De la voix de Petites Cendres émergent avec vivacité tous ces personnages présents dans les huit romans précédents du cycle, hommes, femmes et animaux ici en route vers cette « plage oubliée » du bout du monde, vers cette mer de plein soleil aux allures d’Éden biblique, là où les pélicans, oiseaux sacrificiels symboles du Christ, se posent lentement. Dès le début du roman, le « Je » se mue en un « Nous » portant les voix de plusieurs communautés (noires, homosexuelles, religieuses, artistiques…) qui se rassemblent au sein d’une même phrase, longue de deux cent trente-six pages.
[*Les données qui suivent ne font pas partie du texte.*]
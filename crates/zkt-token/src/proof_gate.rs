//! # Proof Admission
//!
//! Decides whether a side-loaded proof lets an operation proceed.
//!
//! With `should_verify` off the proof is not looked at. With it on, in
//! order:
//!
//! 1. The registered fingerprint for the operation is looked up through the
//!    caller's registry map; none registered is `MissingKey`, a supplied
//!    key with a different fingerprint is `InvalidKey`.
//! 2. Recipient, token id, and the four balance/nonce fields are compared
//!    with the operation and with live state, each only when its flag is
//!    set. Live values are recorded as preconditions.
//! 3. The proof must verify under the supplied key, whatever the other
//!    flags say.

use serde::{Deserialize, Serialize};

use zkt_core::{Address, OperationKey, ProofConsistencyError, RegistryError, TokenId};
use zkt_ledger::AccountId;
use zkt_policy::ProofRequirement;
use zkt_zkp::{BackendVerifyingKey, SideloadedProof};

use crate::error::TokenError;
use crate::registry::{VKeyMap, VKeyRegistry};
use crate::state::{ContractView, Slot};
use crate::telemetry;

/// What a caller supplies with a proof-carrying operation.
#[derive(Debug, Clone, PartialEq, Eq, Serialize, Deserialize)]
pub struct ProofAttachment {
    /// The proof.
    pub proof: SideloadedProof,
    /// Key the proof was produced for.
    pub verification_key: BackendVerifyingKey,
    /// Caller's copy of the registry map.
    pub registry: VKeyMap,
}

/// Result of a successful admission.
#[derive(Debug, Clone, Copy, PartialEq, Eq)]
pub enum Admission {
    /// Verification is off for the operation.
    Skipped,
    /// Every enabled check passed.
    Verified,
}

/// Live account values a proof snapshot is compared with.
#[derive(Debug, Clone, Copy, PartialEq, Eq, Default)]
pub struct LiveSnapshot {
    /// Settlement-currency balance.
    pub mina_balance: u64,
    /// Custom-token balance.
    pub custom_balance: u64,
    /// Settlement-currency nonce.
    pub mina_nonce: u64,
    /// Custom-token nonce.
    pub custom_nonce: u64,
}

/// Proof admission.
#[derive(Debug, Clone, Copy)]
pub struct ProofGate;

impl ProofGate {
    /// Check `proof` against the operation's subject and live state.
    ///
    /// `registered` is the fingerprint found in the registry, `None` if
    /// nothing is registered. Pure: every live value is passed in.
    #[allow(clippy::too_many_arguments)]
    pub fn check(
        operation: OperationKey,
        requirement: &ProofRequirement,
        proof: &SideloadedProof,
        verification_key: &BackendVerifyingKey,
        registered: Option<zkt_core::VkFingerprint>,
        subject: Address,
        token_id: TokenId,
        live: &LiveSnapshot,
    ) -> Result<Admission, TokenError> {
        if !requirement.should_verify {
            return Ok(Admission::Skipped);
        }
        let registered = registered.ok_or(RegistryError::MissingKey(operation))?;
        if verification_key.fingerprint() != registered {
            return Err(RegistryError::InvalidKey(operation).into());
        }

        let input = &proof.public_input;
        let output = &proof.public_output;
        if requirement.require_recipient_match && input.operation_address != subject {
            return Err(ProofConsistencyError::RecipientMismatch.into());
        }
        if requirement.require_token_id_match && output.token_account.token_id != token_id {
            return Err(ProofConsistencyError::TokenIdMismatch.into());
        }
        if requirement.require_mina_balance_match && output.mina_balance != live.mina_balance {
            return Err(ProofConsistencyError::MinaBalanceMismatch.into());
        }
        if requirement.require_custom_balance_match && output.token_balance != live.custom_balance {
            return Err(ProofConsistencyError::CustomBalanceMismatch.into());
        }
        if requirement.require_mina_nonce_match && output.mina_nonce != live.mina_nonce {
            return Err(ProofConsistencyError::MinaNonceMismatch.into());
        }
        if requirement.require_custom_nonce_match && output.token_nonce != live.custom_nonce {
            return Err(ProofConsistencyError::CustomNonceMismatch.into());
        }

        match proof.verify(verification_key) {
            Ok(true) => Ok(Admission::Verified),
            Ok(false) => Err(ProofConsistencyError::InvalidProof(
                "proof does not verify under the supplied key".to_string(),
            )
            .into()),
            Err(e) => Err(ProofConsistencyError::InvalidProof(e.to_string()).into()),
        }
    }

    /// Run admission inside an operation, reading the registry root and
    /// the live values the requirement needs through `view`.
    pub(crate) fn admit(
        view: &mut ContractView<'_>,
        operation: OperationKey,
        requirement: &ProofRequirement,
        attachment: &ProofAttachment,
        subject: Address,
    ) -> Result<Admission, TokenError> {
        let result = Self::admit_inner(view, operation, requirement, attachment, subject);
        match &result {
            Ok(admission) => tracing::debug!(
                operation = %operation,
                subject = %subject,
                admission = ?admission,
                "proof admitted"
            ),
            Err(e) => tracing::warn!(
                operation = %operation,
                subject = %subject,
                error = %e,
                "proof rejected"
            ),
        }
        telemetry::record_admission(operation.as_str(), &result);
        result
    }

    fn admit_inner(
        view: &mut ContractView<'_>,
        operation: OperationKey,
        requirement: &ProofRequirement,
        attachment: &ProofAttachment,
        subject: Address,
    ) -> Result<Admission, TokenError> {
        if !requirement.should_verify {
            return Ok(Admission::Skipped);
        }
        let root = view.read(Slot::VkeyRoot)?;
        let registered = VKeyRegistry::lookup(&attachment.registry, &root, operation)?;

        let mina = AccountId::settlement(subject);
        let custom = view.token_account(subject);
        let mut live = LiveSnapshot::default();
        if requirement.require_mina_balance_match {
            live.mina_balance = view.balance(mina);
        }
        if requirement.require_custom_balance_match {
            live.custom_balance = view.balance(custom);
        }
        if requirement.require_mina_nonce_match {
            live.mina_nonce = view.nonce(mina);
        }
        if requirement.require_custom_nonce_match {
            live.custom_nonce = view.nonce(custom);
        }

        Self::check(
            operation,
            requirement,
            &attachment.proof,
            &attachment.verification_key,
            registered,
            subject,
            view.token_id(),
            &live,
        )
    }
}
Ces voix se confondent et se distinguent dans le même tableau d’un monde qui s’effondre, ou qui, du moins, menace sans cesse de s’effondrer. Elles construisent un riche tissu sonore à la fois uni et contrasté, à l’image du début du roman où le cortège des personnages du cycle croise une autre étrange procession : « Ils avaient épinglé des masques d’animaux et de poissons, dont les gueules ouvertes de requin aux mille dents, ils avaient la peau très foncée par le soleil, c’étaient de lointaines créatures, des clowns indifférents […] en quelques instants on ne les verrait plus », et où apparaissent au loin des bateaux de migrants : « n’est-ce pas quelque minable bateau de fortune que je vois au loin, dit Mabel, avec des hommes, des femmes, des enfants tous entassés les uns sur les autres, vague après vague, […] je pense que ce sont nos frères africains dit Mabel ».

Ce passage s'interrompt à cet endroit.